In this study, a population of NHP cells that was predominantly NG2+ (the most commonly referenced pericyte marker [6,15]), obtained by a technique specifically developed to culture retinal pericytes from large mammals [15], was no myogenic after intramuscular transplantation in SCID mice, that is, the cells were unable to participate in myofiber regeneration, form new myofibers or give rise to Pax7+ cells (i.e., potentially satellite cells). However, the cell transplantation protocol used here is optimal for these outcomes when the grafted cells are myogenic [25-27]. SCID mice are an excellent substrate to accept xenografts of myogenic cells from humans [25-28] and dogs [29], resulting in abundant myofibers expressing graft-derived proteins, as well as producing abundant satellite cells of human origin [25]. In fact, the population of predominantly CD56+ NHP muscle derived cells (SCDMs) implanted in the contralateral muscle, was able to regenerate abundant myofibers and to give rise to Pax7+ cells (some of which can be potentially satellite cells considering their anatomical location). Importantly, the SCDMs used in this study exhibited a good myogenic capacity following transplantation in vivo, even if they were extensively proliferated in vitro due to the fact that they were subjected to two genetic modifications as mentioned.

For the rest, the grafted NHP PCs/pericytes survived much less and/or proliferated much less than the NHP SCDMs, given the larger amounts of NHP nuclei observed in the SCDM-grafted muscles compared to the pericyte-grafted muscles.
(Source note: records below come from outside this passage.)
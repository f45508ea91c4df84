//! In-memory tables.
//!
//! Each table keeps its items in one `BTreeMap` ordered by (partition key,
//! sort key), which gives queries a contiguous range per partition and
//! scans a stable order to resume from.

use std::cmp::Ordering;
use std::collections::BTreeMap;
use std::ops::Bound;
use std::sync::atomic::{AtomicUsize, Ordering as AtomicOrdering};
use std::time::Duration;

use async_trait::async_trait;
use awsfacade_core::{AccountId, AwsRegion, FacadeError, FacadeResult};
use dashmap::DashMap;
use dashmap::mapref::entry::Entry;
use parking_lot::RwLock;
use tracing::debug;

use crate::backend::TableBackend;
use crate::expression::{Condition, KeyCondition, UpdateSet, parse_number, scalar_ordering};
use crate::types::{
    AttributeValue, Item, ItemPage, ItemPageRequest, KeySchema, TableHandle, TableStatus,
};

/// Evaluated-item cap per page when the request carries no limit.
const DEFAULT_PAGE_LIMIT: usize = 1000;

/// A key-eligible value with a total order.
///
/// `Absent` stands in for the sort key of partition-only tables and sorts
/// before every value.
#[derive(Debug, Clone)]
enum KeyValue {
    Absent,
    Scalar(AttributeValue),
}

impl PartialEq for KeyValue {
    fn eq(&self, other: &Self) -> bool {
        self.cmp(other) == Ordering::Equal
    }
}

impl Eq for KeyValue {}

impl PartialOrd for KeyValue {
    fn partial_cmp(&self, other: &Self) -> Option<Ordering> {
        Some(self.cmp(other))
    }
}

impl Ord for KeyValue {
    fn cmp(&self, other: &Self) -> Ordering {
        match (self, other) {
            (Self::Absent, Self::Absent) => Ordering::Equal,
            (Self::Absent, Self::Scalar(_)) => Ordering::Less,
            (Self::Scalar(_), Self::Absent) => Ordering::Greater,
            (Self::Scalar(a), Self::Scalar(b)) => {
                scalar_ordering(a, b).unwrap_or_else(|| type_rank(a).cmp(&type_rank(b)))
            }
        }
    }
}

fn type_rank(value: &AttributeValue) -> u8 {
    match value {
        AttributeValue::S(_) => 0,
        AttributeValue::N(_) => 1,
        AttributeValue::B(_) => 2,
        _ => 3,
    }
}

type StorageKey = (KeyValue, KeyValue);

/// Number keys must parse, otherwise distinct keys would compare equal.
fn scalar_key(value: AttributeValue) -> FacadeResult<KeyValue> {
    if let AttributeValue::N(n) = &value {
        if !parse_number(n).is_some_and(f64::is_finite) {
            return Err(FacadeError::invalid_input(format!(
                "key value {n:?} is not a valid number"
            )));
        }
    }
    Ok(KeyValue::Scalar(value))
}

#[derive(Debug)]
struct MemoryTable {
    key_schema: KeySchema,
    arn: String,
    items: RwLock<BTreeMap<StorageKey, Item>>,
}

impl MemoryTable {
    fn storage_key(&self, item: &Item) -> FacadeResult<StorageKey> {
        let key = self.key_schema.key_of(item)?;
        Ok((
            scalar_key(key.partition)?,
            key.sort.map_or(Ok(KeyValue::Absent), scalar_key)?,
        ))
    }

    fn handle(&self, name: &str) -> TableHandle {
        TableHandle {
            name: name.to_owned(),
            key_schema: self.key_schema.clone(),
            status: TableStatus::Active,
            arn: Some(self.arn.clone()),
            item_count: Some(self.items.read().len() as u64),
        }
    }

    fn only_key(&self, item: &Item) -> Item {
        item.iter()
            .filter(|(name, _)| self.key_schema.is_key_attribute(name))
            .map(|(name, value)| (name.clone(), value.clone()))
            .collect()
    }

    /// Walk `range`, evaluating at most `limit` items, and keep those that
    /// pass `filter`. The last evaluated key is reported when items remain.
    fn collect_page<'a>(
        &self,
        range: impl Iterator<Item = (&'a StorageKey, &'a Item)>,
        filter: Option<&Condition>,
        limit: Option<usize>,
    ) -> ItemPage {
        let limit = limit.unwrap_or(DEFAULT_PAGE_LIMIT).max(1);
        let mut range = range.peekable();
        let mut items = Vec::new();
        let mut evaluated = 0;
        let mut last = None;
        while evaluated < limit {
            let Some((_, item)) = range.next() else {
                break;
            };
            evaluated += 1;
            last = Some(item);
            if filter.is_none_or(|f| f.matches(item)) {
                items.push(item.clone());
            }
        }
        let last_evaluated_key = match (range.peek(), last) {
            (Some(_), Some(item)) => Some(self.only_key(item)),
            _ => None,
        };
        ItemPage {
            items,
            last_evaluated_key,
        }
    }
}

fn table_missing(name: &str) -> FacadeError {
    FacadeError::from_code(
        Some("ResourceNotFoundException"),
        format!("table {name} not found"),
    )
}

/// In-memory [`TableBackend`].
#[derive(Debug)]
pub struct MemoryTables {
    tables: DashMap<String, MemoryTable>,
    region: AwsRegion,
    account: AccountId,
    batch_capacity: AtomicUsize,
}

impl Default for MemoryTables {
    fn default() -> Self {
        Self {
            tables: DashMap::new(),
            region: AwsRegion::default(),
            account: AccountId::default(),
            batch_capacity: AtomicUsize::new(usize::MAX),
        }
    }
}

impl MemoryTables {
    /// No tables.
    #[must_use]
    pub fn new() -> Self {
        Self::default()
    }

    /// Cap how many items one `batch_put` call processes; the rest are
    /// reported unprocessed, as a provider under write pressure would.
    pub fn set_batch_capacity(&self, capacity: usize) {
        self.batch_capacity.store(capacity, AtomicOrdering::Relaxed);
    }

    fn table(&self, name: &str) -> FacadeResult<dashmap::mapref::one::Ref<'_, String, MemoryTable>> {
        self.tables.get(name).ok_or_else(|| table_missing(name))
    }
}

#[async_trait]
impl TableBackend for MemoryTables {
    async fn create_table(
        &self,
        name: &str,
        key_schema: &KeySchema,
        _read_units: i64,
        _write_units: i64,
    ) -> FacadeResult<TableHandle> {
        match self.tables.entry(name.to_owned()) {
            Entry::Occupied(_) => Err(FacadeError::from_code(
                Some("ResourceInUseException"),
                format!("table {name} already exists"),
            )),
            Entry::Vacant(slot) => {
                let table = MemoryTable {
                    key_schema: key_schema.clone(),
                    arn: format!("arn:aws:dynamodb:{}:{}:table/{name}", self.region, self.account),
                    items: RwLock::new(BTreeMap::new()),
                };
                let mut handle = table.handle(name);
                handle.status = TableStatus::Creating;
                slot.insert(table);
                debug!(table = name, "memory table created");
                Ok(handle)
            }
        }
    }

    async fn wait_table_active(&self, name: &str, _max_wait: Duration) -> FacadeResult<()> {
        self.table(name).map(|_| ())
    }

    async fn describe_table(&self, name: &str) -> FacadeResult<TableHandle> {
        Ok(self.table(name)?.handle(name))
    }

    async fn delete_table(&self, name: &str) -> FacadeResult<()> {
        self.tables
            .remove(name)
            .map(|_| ())
            .ok_or_else(|| table_missing(name))
    }

    async fn wait_table_absent(&self, name: &str, _max_wait: Duration) -> FacadeResult<()> {
        if self.tables.contains_key(name) {
            return Err(FacadeError::wait(format!("table {name} removal"), "table still exists"));
        }
        Ok(())
    }

    async fn put_item(&self, table: &str, item: Item) -> FacadeResult<()> {
        let t = self.table(table)?;
        let key = t.storage_key(&item)?;
        t.items.write().insert(key, item);
        Ok(())
    }

    async fn get_item(&self, table: &str, key: Item) -> FacadeResult<Option<Item>> {
        let t = self.table(table)?;
        let key = t.storage_key(&key)?;
        Ok(t.items.read().get(&key).cloned())
    }

    async fn update_item(&self, table: &str, key: Item, update: &UpdateSet) -> FacadeResult<()> {
        let t = self.table(table)?;
        if let Some(name) = update
            .attribute_names()
            .find(|name| t.key_schema.is_key_attribute(name))
        {
            return Err(FacadeError::from_code(
                Some("ValidationException"),
                format!("cannot update key attribute {name}"),
            ));
        }
        let storage_key = t.storage_key(&key)?;
        let mut items = t.items.write();
        let item = items.entry(storage_key).or_insert(key);
        update.apply(item);
        Ok(())
    }

    async fn delete_item(&self, table: &str, key: Item) -> FacadeResult<Option<Item>> {
        let t = self.table(table)?;
        let key = t.storage_key(&key)?;
        Ok(t.items.write().remove(&key))
    }

    async fn batch_put(&self, table: &str, mut items: Vec<Item>) -> FacadeResult<Vec<Item>> {
        let t = self.table(table)?;
        let capacity = self.batch_capacity.load(AtomicOrdering::Relaxed);
        let unprocessed = items.split_off(capacity.min(items.len()));

        let keyed = items
            .into_iter()
            .map(|item| Ok((t.storage_key(&item)?, item)))
            .collect::<FacadeResult<Vec<_>>>()?;
        let mut stored = t.items.write();
        for (key, item) in keyed {
            stored.insert(key, item);
        }
        Ok(unprocessed)
    }

    async fn query(
        &self,
        table: &str,
        key: &KeyCondition,
        filter: Option<&Condition>,
        page: &ItemPageRequest,
    ) -> FacadeResult<ItemPage> {
        let t = self.table(table)?;
        let partition = KeyValue::Scalar(key.partition_value.clone());
        let lower = match &page.exclusive_start_key {
            Some(start) => Bound::Excluded(t.storage_key(start)?),
            None => Bound::Included((partition.clone(), KeyValue::Absent)),
        };
        let items = t.items.read();
        let range = items
            .range((lower, Bound::Unbounded))
            .take_while(|((p, _), _)| *p == partition)
            .filter(|(_, item)| key.matches(item));
        Ok(t.collect_page(range, filter, page.limit))
    }

    async fn scan(
        &self,
        table: &str,
        filter: Option<&Condition>,
        page: &ItemPageRequest,
    ) -> FacadeResult<ItemPage> {
        let t = self.table(table)?;
        let lower = match &page.exclusive_start_key {
            Some(start) => Bound::Excluded(t.storage_key(start)?),
            None => Bound::Unbounded,
        };
        let items = t.items.read();
        Ok(t.collect_page(items.range((lower, Bound::Unbounded)), filter, page.limit))
    }
}

#[cfg(test)]
mod tests {
    use super::*;
    use crate::types::KeyType;

    fn s(v: &str) -> AttributeValue {
        AttributeValue::S(v.to_owned())
    }

    fn n(v: i64) -> AttributeValue {
        AttributeValue::N(v.to_string())
    }

    fn event(pk: &str, ts: i64) -> Item {
        Item::from([
            ("pk".to_owned(), s(pk)),
            ("ts".to_owned(), n(ts)),
            ("body".to_owned(), s(&format!("{pk}-{ts}"))),
        ])
    }

    async fn events_table() -> MemoryTables {
        let tables = MemoryTables::new();
        let schema = KeySchema::partition("pk", KeyType::S).with_sort_key("ts", KeyType::N);
        tables.create_table("events", &schema, 5, 5).await.unwrap();
        for pk in ["a", "b"] {
            for ts in [3, 20, 100] {
                tables.put_item("events", event(pk, ts)).await.unwrap();
            }
        }
        tables
    }

    #[tokio::test]
    async fn test_should_order_numeric_sort_keys_numerically() {
        let tables = events_table().await;
        let page = tables
            .query(
                "events",
                &KeyCondition::partition("pk", s("a")),
                None,
                &ItemPageRequest::first(),
            )
            .await
            .unwrap();
        let ts: Vec<_> = page.items.iter().map(|i| i["ts"].clone()).collect();
        assert_eq!(ts, vec![n(3), n(20), n(100)]);
        assert!(!page.has_more());
    }

    #[tokio::test]
    async fn test_should_resume_scan_from_last_evaluated_key() {
        let tables = events_table().await;
        let first = tables
            .scan("events", None, &ItemPageRequest::with_limit(4))
            .await
            .unwrap();
        assert_eq!(first.items.len(), 4);
        let resume = first.last_evaluated_key.clone().unwrap();
        assert_eq!(resume.len(), 2);

        let rest = tables
            .scan("events", None, &ItemPageRequest::with_limit(4).after(resume))
            .await
            .unwrap();
        assert_eq!(rest.items.len(), 2);
        assert!(rest.last_evaluated_key.is_none());
    }

    #[tokio::test]
    async fn test_should_apply_limit_before_filter() {
        let tables = events_table().await;
        let filter = Condition::eq("ts", n(100));
        let page = tables
            .scan("events", Some(&filter), &ItemPageRequest::with_limit(2))
            .await
            .unwrap();
        assert!(page.items.is_empty());
        assert!(page.has_more());
    }

    #[tokio::test]
    async fn test_should_leave_items_beyond_capacity_unprocessed() {
        let tables = events_table().await;
        tables.set_batch_capacity(1);
        let unprocessed = tables
            .batch_put("events", vec![event("c", 1), event("c", 2)])
            .await
            .unwrap();
        assert_eq!(unprocessed, vec![event("c", 2)]);
    }

    #[tokio::test]
    async fn test_should_reject_key_attribute_updates() {
        let tables = events_table().await;
        let key = Item::from([("pk".to_owned(), s("a")), ("ts".to_owned(), n(3))]);
        let update = UpdateSet::from_attributes(Item::from([("ts".to_owned(), n(4))]));
        let err = tables.update_item("events", key, &update).await.unwrap_err();
        assert_eq!(err.kind(), awsfacade_core::ErrorKind::InvalidInput);
    }

    #[tokio::test]
    async fn test_should_reject_unparseable_number_keys() {
        let tables = events_table().await;
        for bad in ["abc", "xyz", "NaN"] {
            let item = Item::from([
                ("pk".to_owned(), s("a")),
                ("ts".to_owned(), AttributeValue::N(bad.to_owned())),
            ]);
            let err = tables.put_item("events", item).await.unwrap_err();
            assert_eq!(err.kind(), awsfacade_core::ErrorKind::InvalidInput);
        }

        let page = tables
            .query(
                "events",
                &KeyCondition::partition("pk", s("a")),
                None,
                &ItemPageRequest::first(),
            )
            .await
            .unwrap();
        assert_eq!(page.items.len(), 3);
    }

    #[tokio::test]
    async fn test_should_report_missing_table() {
        let tables = MemoryTables::new();
        let err = tables.describe_table("ghost").await.unwrap_err();
        assert!(err.is_not_found());
    }
}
Moreover, grafted PCs/ pericytes showed no migration capacity, since in PC-grafted muscles the NHP nuclei were concentrated in few restricted small regions, while the NHP nuclei were homogeneously dispersed in large areas of regeneration in the SCDM-grafted muscles.

This failure of retinal PCs/pericytes of macaques to be myogenic in vivo could be considered as contrasting to the myogenic properties reported by other researchers using the equivalent mouse cells in vitro [17]. In fact, this discordance may be due to:

A. Inter-species differences: primates (i.e., macaques and humans) and rodents diverged 75 million years ago and evolved in different conditions, which determined that they develop several biological differences [30].

B. The myogenicity of retinal PCs/pericytes may be a phenomenon occurring only under specific experimental conditions in vitro.

In any case, it is clear that, beyond the anecdotal interest of experimental observations of the myogenicity of pericytes or other similar retinal PCs in vitro, the in vivo incapacity of these cells to regenerate the muscle tissue takes away all value from the point of view of cell therapy in a context of regenerative medicine applied to the skeletal muscle regeneration. In principle, these results in SCID mice do not encourage the possibility to test these cells using allotransplantation conditions in NHPs.


The authors wish to express his gratitude to Marlyne Goulet and Martin Paradis for all the technical work in cell culture and to Steve Brochu for his technical assistance during the monkey procedures. This work was supported by a grant of the Jesse’s Journey Foundation for Gene and Cell Therapy of Canada to Dr. Daniel Skuk.